I have used the call below to "join" my datasets based on an inequality condition:
library(sqldf)
sqldf("select *
from dataset1 a,
dataset2 b
a.col1 <= b.col2")
However, is there a way I can do this without sqldf?
So far, I can only see merge functions that are based on simple joins on a particular common column.
Thanks!
Non-equi (or conditional) joins were recently implemented in data.table, and available in the current development version, v1.9.7. See installation instructions here.
require(data.table) # v1.9.7+
setDT(dataset1) # convert to data.tables
setDT(dataset2)
dataset1[dataset2, on=.(col1 < col2), nomatch=0L]
For each row of dataset2
, find matching row indices while joining on condition provided to the on
argument, and return all columns for those matching rows.
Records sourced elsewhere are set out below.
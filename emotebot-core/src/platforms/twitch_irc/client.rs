//! src/platforms/twitch_irc/client.rs

use std::fmt;
use std::io;

use emotebot_common::models::{ChatEvent, Endpoint};
use tokio::io::{split, AsyncBufReadExt, AsyncRead, AsyncWrite, AsyncWriteExt, BufReader, BufWriter};
use tokio::net::TcpStream;
use tokio::sync::mpsc;
use tokio::task::JoinHandle;
use tokio_native_tls::native_tls;
use tokio_native_tls::TlsConnector;
use tracing::{debug, error, info};

use crate::config::BotConfig;

use super::events::{to_chat_event, SessionInfo};
use super::message::IrcMessage;

/// Everything needed to open and register a chat connection.
#[derive(Clone)]
pub struct IrcSettings {
    pub host: String,
    pub port: u16,
    pub secure: bool,
    pub username: String,
    pub password: String,
    pub channels: Vec<String>,
}

impl IrcSettings {
    pub fn from_config(config: &BotConfig) -> Self {
        Self {
            host: config.connection.host.clone(),
            port: config.connection.port,
            secure: config.connection.secure,
            username: config.identity.username.clone(),
            password: config.identity.password.clone(),
            channels: config.connection.channels.clone(),
        }
    }
}

impl fmt::Debug for IrcSettings {
    fn fmt(&self, f: &mut fmt::Formatter<'_>) -> fmt::Result {
        f.debug_struct("IrcSettings")
            .field("host", &self.host)
            .field("port", &self.port)
            .field("secure", &self.secure)
            .field("username", &self.username)
            .field("channels", &self.channels)
            .finish_non_exhaustive()
    }
}

/// Low-level IRC client for one Twitch chat connection.
///
/// Inbound lines are translated to [`ChatEvent`]s and pushed into the
/// channel handed to [`TwitchIrcClient::connect`]. When the read side ends a
/// final `Disconnected` event is sent.
pub struct TwitchIrcClient {
    raw_outgoing: mpsc::UnboundedSender<String>,
    read_task: JoinHandle<()>,
    write_task: JoinHandle<()>,
}

impl TwitchIrcClient {
    /// Connects (with TLS when `secure`), queues PASS/NICK/CAP and spawns the
    /// read/write tasks. Channels are joined once the server welcomes us.
    pub async fn connect(
        settings: &IrcSettings,
        events: mpsc::UnboundedSender<ChatEvent>,
    ) -> io::Result<Self> {
        let tcp = TcpStream::connect((settings.host.as_str(), settings.port))
            .await
            .map_err(|e| io::Error::other(format!("TCP connect error: {e}")))?;

        let session = SessionInfo {
            username: settings.username.clone(),
            endpoint: Endpoint {
                address: settings.host.clone(),
                port: settings.port,
            },
        };

        let (tx_outgoing, rx_outgoing) = mpsc::unbounded_channel::<String>();
        tx_outgoing.send(format!("PASS {}", settings.password)).ok();
        tx_outgoing.send(format!("NICK {}", settings.username)).ok();
        tx_outgoing
            .send("CAP REQ :twitch.tv/tags twitch.tv/commands".to_string())
            .ok();

        let channels = settings.channels.clone();

        let (read_task, write_task) = if settings.secure {
            let native_connector = native_tls::TlsConnector::new()
                .map_err(|e| io::Error::other(format!("TLSConnector::new() => {e}")))?;
            let connector = TlsConnector::from(native_connector);
            let tls_stream = connector
                .connect(&settings.host, tcp)
                .await
                .map_err(|e| io::Error::other(format!("TLS connect() => {e}")))?;

            let (read_half, write_half) = split(tls_stream);
            (
                tokio::spawn(Self::reader_loop(read_half, session, channels, events, tx_outgoing.clone())),
                tokio::spawn(Self::writer_loop(write_half, rx_outgoing)),
            )
        } else {
            let (read_half, write_half) = split(tcp);
            (
                tokio::spawn(Self::reader_loop(read_half, session, channels, events, tx_outgoing.clone())),
                tokio::spawn(Self::writer_loop(write_half, rx_outgoing)),
            )
        };

        info!("(TwitchIrcClient) connected to {}:{}", settings.host, settings.port);

        Ok(Self {
            raw_outgoing: tx_outgoing,
            read_task,
            write_task,
        })
    }

    async fn reader_loop<R>(
        read_half: R,
        session: SessionInfo,
        channels: Vec<String>,
        tx_events: mpsc::UnboundedSender<ChatEvent>,
        tx_outgoing: mpsc::UnboundedSender<String>,
    )
    where
        R: AsyncRead + Unpin,
    {
        let mut reader = BufReader::new(read_half);
        let mut line_buffer = Vec::new();

        let reason = loop {
            line_buffer.clear();
            match reader.read_until(b'\n', &mut line_buffer).await {
                Ok(0) => break "Connection closed.".to_string(),
                Ok(_) => {
                    // invalid UTF-8 becomes U+FFFD instead of ending the session
                    let decoded = String::from_utf8_lossy(&line_buffer);
                    let line = decoded.trim_end();
                    if line.is_empty() {
                        continue;
                    }

                    let parsed = IrcMessage::parse(line);
                    match parsed.command.as_str() {
                        "PING" => {
                            let token = parsed.trailing.as_deref().unwrap_or("tmi.twitch.tv");
                            tx_outgoing.send(format!("PONG :{}", token)).ok();
                            continue;
                        }
                        "RECONNECT" => break "Server requested a reconnect".to_string(),
                        "001" => {
                            for channel in &channels {
                                tx_outgoing.send(format!("JOIN {}", channel)).ok();
                            }
                        }
                        _ => {}
                    }
                    debug!("<< {}", line);

                    if let Some(evt) = to_chat_event(&parsed, &session) {
                        if tx_events.send(evt).is_err() {
                            break "Event receiver dropped".to_string();
                        }
                    }
                }
                Err(e) => {
                    error!("(TwitchIrcClient) read error => {:?}", e);
                    break e.to_string();
                }
            }
        };

        info!("(TwitchIrcClient) reader_loop ended: {}", reason);
        let _ = tx_events.send(ChatEvent::Disconnected { reason });
    }

    async fn writer_loop<W>(
        mut write_half: W,
        mut rx_outgoing: mpsc::UnboundedReceiver<String>,
    )
    where
        W: AsyncWrite + Unpin,
    {
        let mut writer = BufWriter::new(&mut write_half);

        while let Some(line) = rx_outgoing.recv().await {
            if line.starts_with("PASS ") {
                debug!(">> PASS ********");
            } else {
                debug!(">> {}", line);
            }
            if let Err(e) = writer.write_all(line.as_bytes()).await {
                error!("writer error => {:?}", e);
                break;
            }
            if let Err(e) = writer.write_all(b"\r\n").await {
                error!("writer error => {:?}", e);
                break;
            }
            if let Err(e) = writer.flush().await {
                error!("writer flush error => {:?}", e);
                break;
            }
        }

        info!("(TwitchIrcClient) writer_loop ended.");
    }

    pub fn send_raw_line(&self, line: &str) -> Result<(), mpsc::error::SendError<String>> {
        self.raw_outgoing.send(line.to_string())
    }

    pub fn send_privmsg(&self, channel: &str, message: &str) -> Result<(), mpsc::error::SendError<String>> {
        self.send_raw_line(&format!("PRIVMSG {} :{}", channel, message))
    }

    /// Aborts the read/write tasks without emitting a `Disconnected` event.
    pub fn shutdown(self) {
        self.read_task.abort();
        self.write_task.abort();
    }
}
You could definitely do it in two steps utilizing merge
.
Example (the exact details of the merge are up to you):
lessRows <- which(df1$col1 < df2$col2)
df3 <- merge(df1, df2)[lessRows, ]
I've had that problem a few times and I think I got a solution using dplyr
! It might not be the best in terms of efficiency, but it works. I'll suppose you have a constant variable in each case called 'dummy' (or alternatively, it can be another variable to join by). Moreover, I assume dataset1's columns are a_colj and those of dataset2 are b_colj:
dataset1 %>%
inner_join(dataset2, by='dummy') %>%
filter(a_col1 <= b_col2)